Covalently Immobilizing Interferon-γ Drives Filopodia Production through Specific Receptor-Ligand Interactions Independently of Canonical Downstream Signaling.

Immobilizing a signaling protein to guide cell behavior has been employed in a wide variety of studies. This approach draws inspiration from biology, where specific, affinity-based interactions between membrane receptors and immobilized proteins in the extracellular matrix guide many developmental and homeostatic processes. Synthetic immobilization approaches, however, do not necessarily recapitulate the signaling system and potentially lead to artificial receptor-ligand interactions. To investigate the effects of one example of engineered receptor-ligand interactions, we focus on the immobilization of interferon-γ (IFN-γ), which has been used to drive differentiation of neural stem cells (NSCs). To isolate the effect of ligand immobilization, we transfected Cos-7 cells with only interferon-γ receptor 1 (IFNγR1), not IFNγR2, so that the cells could bind IFN-γ but were incapable of canonical signal transduction. We then exposed the cells to surfaces containing covalently immobilized IFN-γ and studied membrane morphology, receptor-ligand dynamics, and receptor activation. We found that exposing cells to immobilized but not soluble IFN-γ drove the formation of filopodia in both NSCs and Cos-7, showing that covalently immobilizing IFN-γ is enough to affect cell behavior, independently of canonical downstream signaling.
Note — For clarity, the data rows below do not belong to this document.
//! HTTP surface: classification endpoints per modality plus security
//! matrix lookups, served with axum.

pub mod error;
pub mod orchestrator;
pub mod routes;
pub mod state;
pub mod upload;

use std::net::SocketAddr;

use axum::Router;
use axum::extract::DefaultBodyLimit;
use axum::routing::{get, post};
use tower_http::trace::TraceLayer;
use tracing::{info, warn};

pub use error::{ApiError, ApiResult};
pub use state::AppState;

/// Request body limit applied when none is configured (uploads included).
pub const DEFAULT_BODY_LIMIT: usize = 50 * 1024 * 1024;

/// Router with every endpoint and the default body limit.
pub fn build_router(state: AppState) -> Router {
    build_router_with_limit(state, DEFAULT_BODY_LIMIT)
}

pub fn build_router_with_limit(state: AppState, body_limit: usize) -> Router {
    Router::new()
        .route("/health", get(routes::health::health))
        .route("/classify", post(routes::classify::classify))
        .route("/classify/txt", post(routes::classify::classify_txt))
        .route("/classify/image", post(routes::classify::classify_image))
        .route("/classify/audio", post(routes::classify::classify_audio))
        .route("/classify/csv", post(routes::classify::classify_csv))
        .route("/security/level", post(routes::security::level))
        .route("/security/categories", get(routes::security::categories))
        .route("/security/levels", get(routes::security::levels))
        .layer(DefaultBodyLimit::max(body_limit))
        .layer(TraceLayer::new_for_http())
        .with_state(state)
}

/// Bind `addr` and serve `router` until Ctrl-C.
pub async fn serve(addr: SocketAddr, router: Router) -> anyhow::Result<()> {
    let listener = tokio::net::TcpListener::bind(addr).await?;
    info!(addr = %listener.local_addr()?, "listening");
    axum::serve(listener, router)
        .with_graceful_shutdown(shutdown_signal())
        .await?;
    info!("server stopped");
    Ok(())
}

async fn shutdown_signal() {
    match tokio::signal::ctrl_c().await {
        Ok(()) => info!("shutdown requested"),
        Err(e) => {
            warn!(error = %e, "cannot listen for Ctrl-C, running until killed");
            std::future::pending::<()>().await;
        }
    }
}
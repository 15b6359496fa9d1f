//! Core types shared by the zeroshot crates: label groups, the security
//! matrix, the catalog that holds both, and classifier result shapes.

pub mod catalog;
pub mod labels;
pub mod result;
pub mod security;

pub use catalog::{Catalog, CatalogError, CatalogSummary};
pub use labels::{LabelGroup, Modality, ModalityConfig};
pub use result::{GroupResult, Ranking};
pub use security::{LevelScores, RiskLevel, SecurityEntry, SecurityError, SecurityMatrix};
Overall, this work suggests that synthetic growth factor immobilization can influence cell morphology beyond enhancing canonical cell responses through the prolonged signaling duration or spatial patterning enabled by protein immobilization. This suggests that differentiation of NSCs could be driven by canonical and non-canonical pathways when IFN-γ is covalently immobilized. This finding has broad implications for bioengineering approaches to guide cell behavior, as one ligand has the potential to impact multiple pathways even when cells lack the canonical signal transduction machinery.